How to complete this task: Give back the line below containing "assert_eq!(c.search.max_page_size, 100);" and every later line, exactly.

[Stored data]

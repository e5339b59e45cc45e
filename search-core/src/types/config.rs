//! Runtime configuration (spec §6 "Configuration").
//!
//! Plain, `serde`-deserializable value types; the layered loader (env →
//! file → defaults) lives in `search-cli`, not here — `search-core` only
//! defines the shape and its defaults.

use std::collections::BTreeMap;
use std::time::Duration;

use serde::{Deserialize, Serialize};

#[derive(Debug, Clone, Serialize, Deserialize)]
#[serde(default)]
pub struct EmbeddingConfig {
    pub model_name: String,
    pub dim: usize,
    pub text_weight_by_category: BTreeMap<String, f32>,
    pub image_weight_by_category: BTreeMap<String, f32>,
    pub lru_capacity: usize,
    pub image_max_dim: u32,
    #[serde(with = "duration_secs")]
    pub image_timeout: Duration,
    /// Base URL of the HTTP embedding provider, used only when the
    /// `provider-http` feature's `HttpEmbeddingProvider` is wired in.
    pub api_base_url: String,
    pub api_key: String,
}

impl Default for EmbeddingConfig {
    fn default() -> Self {
        Self {
            model_name: "text-embedding-3-small".into(),
            dim: crate::types::product::EMBEDDING_DIM,
            text_weight_by_category: BTreeMap::new(),
            image_weight_by_category: BTreeMap::new(),
            lru_capacity: 10_000,
            image_max_dim: 1024,
            image_timeout: Duration::from_secs(10),
            api_base_url: String::new(),
            api_key: String::new(),
        }
    }
}

#[derive(Debug, Clone, Serialize, Deserialize)]
#[serde(default)]
pub struct CacheTtlConfig {
    #[serde(with = "duration_secs")]
    pub semantic: Duration,
    #[serde(with = "duration_secs")]
    pub fuzzy: Duration,
    #[serde(with = "duration_secs")]
    pub aggregates: Duration,
    #[serde(with = "duration_secs")]
    pub facets: Duration,
}

impl Default for CacheTtlConfig {
    fn default() -> Self {
        Self {
            semantic: Duration::from_secs(300),
            fuzzy: Duration::from_secs(120),
            aggregates: Duration::from_secs(3600),
            facets: Duration::from_secs(600),
        }
    }
}

#[derive(Debug, Clone, Copy, Serialize, Deserialize)]
#[serde(default)]
pub struct RateConfig {
    pub outbound_rps: f64,
    pub outbound_burst: u32,
    pub inbound_per_window: u32,
    pub inbound_window_seconds: u64,
    /// How long a caller waits for an outbound token before failing with
    /// `Throttled` (spec §4.4 point 1).
    pub outbound_acquire_timeout_ms: u64,
}

impl Default for RateConfig {
    fn default() -> Self {
        Self {
            outbound_rps: 20.0,
            outbound_burst: 40,
            inbound_per_window: 120,
            inbound_window_seconds: 60,
            outbound_acquire_timeout_ms: 2_000,
        }
    }
}

#[derive(Debug, Clone, Copy, Serialize, Deserialize)]
#[serde(default)]
pub struct SearchTuning {
    pub default_similarity_threshold: f32,
    pub max_page_size: u32,
    pub fuzzy_min_trigram_score: f32,
}

impl Default for SearchTuning {
    fn default() -> Self {
        Self {
            default_similarity_threshold: 0.5,
            max_page_size: 100,
            fuzzy_min_trigram_score: 0.3,
        }
    }
}

#[derive(Debug, Clone, Copy, Serialize, Deserialize)]
#[serde(default)]
pub struct AdaptiveConfig {
    pub min_improvement_pct: f64,
    pub max_strategies_per_query: u8,
}

impl Default for AdaptiveConfig {
    fn default() -> Self {
        Self {
            min_improvement_pct: 0.1,
            max_strategies_per_query: 3,
        }
    }
}

#[derive(Debug, Clone, Copy, Serialize, Deserialize)]
#[serde(default)]
pub struct RetentionConfig {
    pub analytics_days: u32,
    pub clicks_days: u32,
    pub performance_days: u32,
    pub session_hours: u32,
    pub learned_patterns_min_success_rate: f64,
    pub learned_patterns_stale_days: u32,
}

impl Default for RetentionConfig {
    fn default() -> Self {
        Self {
            analytics_days: 90,
            clicks_days: 180,
            performance_days: 365,
            session_hours: 48,
            learned_patterns_min_success_rate: 0.2,
            learned_patterns_stale_days: 30,
        }
    }
}

#[derive(Debug, Clone, Copy, Serialize, Deserialize)]
#[serde(default)]
pub struct BaselineConfig {
    #[serde(with = "duration_secs")]
    pub refresh_interval: Duration,
    pub min_events_per_group: u32,
    /// Minimum `avg_score` delta against the previous baseline to call a
    /// group `improving`/`declining` rather than `stable` (spec C9 step 2).
    pub trend_threshold: f64,
}

impl Default for BaselineConfig {
    fn default() -> Self {
        Self {
            refresh_interval: Duration::from_secs(86_400),
            min_events_per_group: 30,
            trend_threshold: 0.05,
        }
    }
}

/// The full configuration tree, recognized per spec §6.
#[derive(Debug, Clone, Default, Serialize, Deserialize)]
#[serde(default)]
pub struct SearchConfig {
    pub embedding: EmbeddingConfig,
    pub cache: CacheTtlConfig,
    pub rate: RateConfig,
    pub search: SearchTuning,
    pub adaptive: AdaptiveConfig,
    pub retention: RetentionConfig,
    pub baseline: BaselineConfig,
}

mod duration_secs {
    use serde::{Deserialize, Deserializer, Serializer};
    use std::time::Duration;

    pub fn serialize<S: Serializer>(d: &Duration, s: S) -> Result<S::Ok, S::Error> {
        s.serialize_u64(d.as_secs())
    }

    pub fn deserialize<'de, D: Deserializer<'de>>(d: D) -> Result<Duration, D::Error> {
        let secs = u64::deserialize(d)?;
        Ok(Duration::from_secs(secs))
    }
}

#[cfg(test)]
mod tests {
    use super::*;

    #[test]
    fn default_config_matches_spec_defaults() {
        let c = SearchConfig::default();
        assert_eq!(c.search.max_page_size, 100);
        assert_eq!(c.adaptive.max_strategies_per_query, 3);
        assert!((c.adaptive.min_improvement_pct - 0.1).abs() < f64::EPSILON);
    }

    #[test]
    fn config_round_trips_through_toml() {
        let c = SearchConfig::default();
        let s = toml::to_string(&c).unwrap();
        let back: SearchConfig = toml::from_str(&s).unwrap();
        assert_eq!(back.cache.semantic, c.cache.semantic);
    }
}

Solution to this exercise:
        assert_eq!(c.search.max_page_size, 100);
        assert_eq!(c.adaptive.max_strategies_per_query, 3);
        assert!((c.adaptive.min_improvement_pct - 0.1).abs() < f64::EPSILON);
    }

    #[test]
    fn config_round_trips_through_toml() {
        let c = SearchConfig::default();
        let s = toml::to_string(&c).unwrap();
        let back: SearchConfig = toml::from_str(&s).unwrap();
        assert_eq!(back.cache.semantic, c.cache.semantic);
    }
}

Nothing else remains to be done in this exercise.